The other poems in the sequence looks at similar themes – flux and change and forgetting of identity. The poem ‘A Wedding Letter’ takes a note written by the son of my last Gaelic speaking ancestor on the night of his daughter’s wedding in 1906. He describes in a wonderfully Edwardian way how she ‘would carry her hospitality to extravagance’ and ‘never spoke English with any satisfaction’.

It occurred to me in reading the letter that once it was lost or forgotten that the woman (my great great great grandmother) would vanish. It was that chilling sense of erasure coupled with the privilege of being perhaps one of the last to catch a glimpse of her in that description.

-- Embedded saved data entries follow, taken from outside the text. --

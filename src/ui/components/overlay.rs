//! Modal boxes drawn over the list: the add form, the group name prompt, the
//! assign picker and the install spinner.

use super::table::render_group_rows;
use crate::ui::helpers::{char_len, position_cursor, truncate, write_padded};
use crate::ui::theme::Theme;
use crate::ui::viewmodel::{AddFormView, Overlay};
use std::io::{self, Write};

const MAX_BOX_WIDTH: usize = 64;
const LABEL_WIDTH: usize = 10;

enum LineStyle {
    Normal,
    Dim,
    Accent,
}

struct BoxLine {
    text: String,
    style: LineStyle,
}

impl BoxLine {
    fn normal(text: impl Into<String>) -> Self {
        Self { text: text.into(), style: LineStyle::Normal }
    }

    fn dim(text: impl Into<String>) -> Self {
        Self { text: text.into(), style: LineStyle::Dim }
    }

    fn accent(text: impl Into<String>) -> Self {
        Self { text: text.into(), style: LineStyle::Accent }
    }
}

struct Frame {
    top: usize,
    left: usize,
    inner: usize,
}

fn frame(height: usize, rows: usize, cols: usize) -> Frame {
    let width = cols.saturating_sub(4).min(MAX_BOX_WIDTH).max(4);
    Frame {
        top: rows.saturating_sub(height) / 2 + 1,
        left: cols.saturating_sub(width) / 2 + 1,
        inner: width - 2,
    }
}

/// Draws a titled box whose body is `lines` plus `extra_rows` blank rows that
/// the caller fills afterwards. Returns the frame for that purpose.
fn draw_box<W: Write>(
    out: &mut W,
    title: &str,
    lines: &[BoxLine],
    extra_rows: usize,
    theme: &Theme,
    rows: usize,
    cols: usize,
) -> io::Result<Frame> {
    let body_rows = lines.len() + extra_rows;
    let frame = frame(body_rows + 2, rows, cols);
    let border = Theme::fg(&theme.colors.search_bar_border);
    let title = truncate(&format!(" {title} "), frame.inner);

    position_cursor(out, frame.top, frame.left)?;
    write!(
        out,
        "{border}┌{}{title}{}{border}{}┐{}",
        Theme::bold(),
        Theme::reset(),
        "─".repeat(frame.inner.saturating_sub(char_len(&title))),
        Theme::reset()
    )?;

    for offset in 0..body_rows {
        position_cursor(out, frame.top + 1 + offset, frame.left)?;
        write!(out, "{border}│{}", Theme::reset())?;
        match lines.get(offset) {
            Some(line) => {
                let color = match line.style {
                    LineStyle::Normal => &theme.colors.text_normal,
                    LineStyle::Dim => &theme.colors.text_dim,
                    LineStyle::Accent => &theme.colors.spinner_fg,
                };
                write!(out, "{}", Theme::fg(color))?;
                write_padded(out, &truncate(&line.text, frame.inner), frame.inner)?;
            }
            None => write!(out, "{}", " ".repeat(frame.inner))?,
        }
        write!(out, "{}{border}│{}", Theme::reset(), Theme::reset())?;
    }

    position_cursor(out, frame.top + 1 + body_rows, frame.left)?;
    write!(out, "{border}└{}┘{}", "─".repeat(frame.inner), Theme::reset())?;

    Ok(frame)
}

fn checkbox(checked: bool) -> &'static str {
    if checked {
        "[x]"
    } else {
        "[ ]"
    }
}

fn add_form_lines(form: &AddFormView) -> Vec<BoxLine> {
    let mut lines: Vec<BoxLine> = form
        .fields
        .iter()
        .map(|field| {
            let pointer = if field.focused { ">" } else { " " };
            let label = format!("{pointer} {}:", field.label);
            let label = format!("{label}{}", " ".repeat(LABEL_WIDTH.saturating_sub(char_len(&label))));
            if field.value.is_empty() && !field.focused {
                BoxLine::dim(format!("{label}{}", field.placeholder))
            } else {
                let cursor = if field.focused { "█" } else { "" };
                BoxLine::normal(format!("{label}{}{cursor}", field.value))
            }
        })
        .collect();
    lines.push(BoxLine::normal(""));
    lines.push(BoxLine::normal(format!(
        "  {} install now   {} force overwrite",
        checkbox(form.install),
        checkbox(form.force)
    )));
    lines
}

/// Renders `overlay` centered on a `rows` × `cols` screen.
///
/// # Errors
///
/// Propagates write failures from `out`.
pub fn render_overlay<W: Write>(
    out: &mut W,
    overlay: &Overlay,
    theme: &Theme,
    rows: usize,
    cols: usize,
) -> io::Result<()> {
    match overlay {
        Overlay::AddForm(form) => {
            draw_box(out, "Add package", &add_form_lines(form), 0, theme, rows, cols)?;
        }
        Overlay::GroupName { value } => {
            let lines = [BoxLine::normal(format!("  Name: {value}█"))];
            draw_box(out, "New group", &lines, 0, theme, rows, cols)?;
        }
        Overlay::AssignPicker { count, groups } => {
            let title = format!("Assign {count} packages to");
            if groups.is_empty() {
                let lines = [
                    BoxLine::dim("  No groups yet."),
                    BoxLine::dim("  Press esc, then c to create one."),
                ];
                draw_box(out, &title, &lines, 0, theme, rows, cols)?;
            } else {
                let frame = draw_box(out, &title, &[], groups.len(), theme, rows, cols)?;
                render_group_rows(out, frame.top + 1, groups, theme, frame.left, frame.inner)?;
            }
        }
        Overlay::Installing { spinner, label } => {
            let lines = [BoxLine::accent(format!("  {spinner} {label}"))];
            draw_box(out, "Working", &lines, 0, theme, rows, cols)?;
        }
    }
    Ok(())
}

BW: That title, In the Flesh, captures well the blurrings between the sensual and the violent, the physically beautiful and the rawly animal, which much of your work centres on. Do you see this as an especially contemporary concern?

AOR: I think it’s always been there. Certainly in the lines and traditions I respect and have learned from: think of Yeats’s Leda and the Swan with that ‘’sudden blow / the great wings beating still’.

I always loved that line in Romeo and Juliet where Mercutio, in a lovely coupling of the two, describes Tybalt as ‘the very butcher of a silk button’.

I remember when I was in residence at The Wordsworth Trust showing my collection in progress to Pamela Woof, the president of the Trust and academic. She wrote a note to me talking about ‘the nearness of violence to beauty, of beauty to the vulnerable’ which I think captures it.

I struggled with the title for a long time. I wanted something that suggests not just the blurrings of sensual and violent you mention but also a sense of presence and absence and the familia. I think ‘In the Flesh’ ties it all together quite well.